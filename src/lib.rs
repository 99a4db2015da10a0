//! A getopt-style option scanner.
//!
//! You describe the options you accept, either as a classic short option
//! string (`"hc:v"`) or as a list of [`OptionSpec`]s with long names, and the
//! [`Parser`] hands back one decoded option at a time. Clustered short
//! options (`-abc`), attached values (`-ofile`, `--out=file`), `--` and the
//! `+`/`-` ordering markers all behave the way getopt users expect. Windows
//! (`/name:value`) and PowerShell (`-name`) conventions can be switched on.
//!
//! ## Example
//! ```
//! use optscan::{ArgumentRequirement::*, OptionSpec, Parser};
//!
//! fn main() -> Result<(), optscan::Error> {
//!     use optscan::prelude::*;
//!
//!     let mut follow = false;
//!     let mut number = String::from("10");
//!     let mut files = Vec::new();
//!
//!     let mut parser = Parser::from_args(
//!         ["-fn", "20", "--", "-weird-name.txt"],
//!         "fn:",
//!         vec![
//!             OptionSpec::new("follow", None, 'f'),
//!             OptionSpec::new("number", Required, 'n'),
//!         ],
//!     );
//!     while let Some(arg) = parser.next()? {
//!         match arg {
//!             Opt { code, .. } if code == 'f' as i32 => follow = true,
//!             Opt { code, value: Some(value) } if code == 'n' as i32 => number = value,
//!             Value(file) => files.push(file),
//!             other => return Err(other.unexpected()),
//!         }
//!     }
//!     assert!(follow);
//!     assert_eq!(number, "20");
//!     assert_eq!(files, ["-weird-name.txt"]);
//!     Ok(())
//! }
//! ```
//!
//! ## Error policy
//! Problems such as unknown options come in two flavors, picked per kind in
//! [`Config`]: a marker [`Arg`] that lets scanning continue, or an [`Error`].
//! Every call moves past the offending input either way, so a caller may
//! keep going after an error.
//!
//! The parser logs through [`tracing`] at `trace` and `debug` level. It never
//! installs a subscriber.

#![forbid(unsafe_code)]
#![warn(missing_docs)]
#![allow(clippy::should_implement_trait)]

pub mod classify;
mod config;
mod error;
mod options;
pub mod param_file;
mod short_opts;

pub use crate::config::{Config, Convention};
pub use crate::error::Error;
pub use crate::options::{ArgumentRequirement, OptionSpec, Registry};
pub use crate::short_opts::{ScanMode, ShortOpts};

use crate::classify::{classify, extract, is_option, TokenKind};

/// Returned by [`Parser::get_next_opt`] once the arguments are exhausted.
pub const END_OF_INPUT: i32 = -1;
/// Code for a missing required argument.
pub const MISSING_ARGUMENT: i32 = '?' as i32;
/// Code for an unknown option or an unexpected free-standing argument.
pub const INVALID_OPTION: i32 = '!' as i32;
/// Code for a free-standing argument returned as a value.
pub const NON_OPTION: i32 = 1;
/// Code for a skipped empty argument.
pub const SKIPPED: i32 = 0;

/// A parser for command line arguments.
#[derive(Debug, Clone)]
pub struct Parser {
    args: Vec<String>,
    bin_name: Option<String>,
    registry: Registry,
    config: Config,
    cursor: Cursor,
    // Whether we encountered "--" (or the first operand when stopping at
    // operands) and know no more options are coming
    finished_opts: bool,
}

/// Where the parser is in its input.
#[derive(Debug, Clone, Copy, PartialEq, Eq)]
pub struct Cursor {
    /// Index of the current argument.
    pub index: usize,
    /// Byte offset of the next short option inside the current argument.
    ///
    /// Offset 0 is the `-` (or `/`), so this is at least 1. It only moves
    /// while working through a cluster like `-abc`, and goes back to 1
    /// whenever `index` moves.
    pub offset: usize,
}

impl Default for Cursor {
    fn default() -> Cursor {
        Cursor {
            index: 0,
            offset: 1,
        }
    }
}

/// One decoded unit of the command line.
#[derive(Debug, Clone, PartialEq, Eq)]
pub enum Arg {
    /// A registered option, with its argument if it got one.
    Opt {
        /// The option's code.
        code: i32,
        /// The option's argument.
        value: Option<String>,
    },
    /// A free-standing argument, returned in order (`-` at the start of the
    /// short option string), after `--`, or after the first free-standing
    /// argument when stopping at operands.
    Value(String),
    /// The option with this code requires an argument but none was found.
    Missing(i32),
    /// An unknown option. Holds the argument for long options and for a
    /// `--` that doesn't stop parsing, nothing for a short option inside a
    /// cluster.
    Invalid(Option<String>),
    /// A free-standing argument where an option was expected.
    Unexpected(String),
    /// The empty argument at this index was stepped over.
    Skipped(usize),
}

impl Arg {
    /// The integer code of the getopt protocol.
    pub fn code(&self) -> i32 {
        match self {
            Arg::Opt { code, .. } => *code,
            Arg::Value(_) => NON_OPTION,
            Arg::Missing(_) => MISSING_ARGUMENT,
            Arg::Invalid(_) | Arg::Unexpected(_) => INVALID_OPTION,
            Arg::Skipped(_) => SKIPPED,
        }
    }

    /// The string that accompanies the code in the getopt protocol.
    pub fn argument(&self) -> Option<&str> {
        match self {
            Arg::Opt { value, .. } => value.as_deref(),
            Arg::Value(token) | Arg::Unexpected(token) => Some(token),
            Arg::Invalid(token) => token.as_deref(),
            Arg::Missing(_) | Arg::Skipped(_) => None,
        }
    }

    /// Split into the `(code, argument)` pair of the getopt protocol.
    pub fn into_parts(self) -> (i32, Option<String>) {
        let code = self.code();
        let argument = match self {
            Arg::Opt { value, .. } => value,
            Arg::Value(token) | Arg::Unexpected(token) => Some(token),
            Arg::Invalid(token) => token,
            Arg::Missing(_) | Arg::Skipped(_) => None,
        };
        (code, argument)
    }

    /// Convert an argument the caller doesn't handle into an error.
    pub fn unexpected(self) -> Error {
        match self {
            Arg::Opt { code, .. } => Error::InvalidOption {
                token: describe_code(code),
            },
            Arg::Value(token) | Arg::Unexpected(token) => Error::UnexpectedOperand { token },
            Arg::Missing(code) => Error::MissingArgument {
                token: describe_code(code),
            },
            Arg::Invalid(token) => Error::InvalidOption {
                token: token.unwrap_or_default(),
            },
            Arg::Skipped(index) => Error::EmptyToken { index },
        }
    }
}

/// Spell a code the way it would be written as a short option, or as
/// `#code` if it isn't a character.
fn describe_code(code: i32) -> String {
    match u32::try_from(code).ok().and_then(char::from_u32) {
        Some(ch) => format!("-{}", ch),
        None => format!("#{}", code),
    }
}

Problem to work on |
Using the listing above, say how many of its lines include "optscan", offering nothing besides the number.

Answer section |
3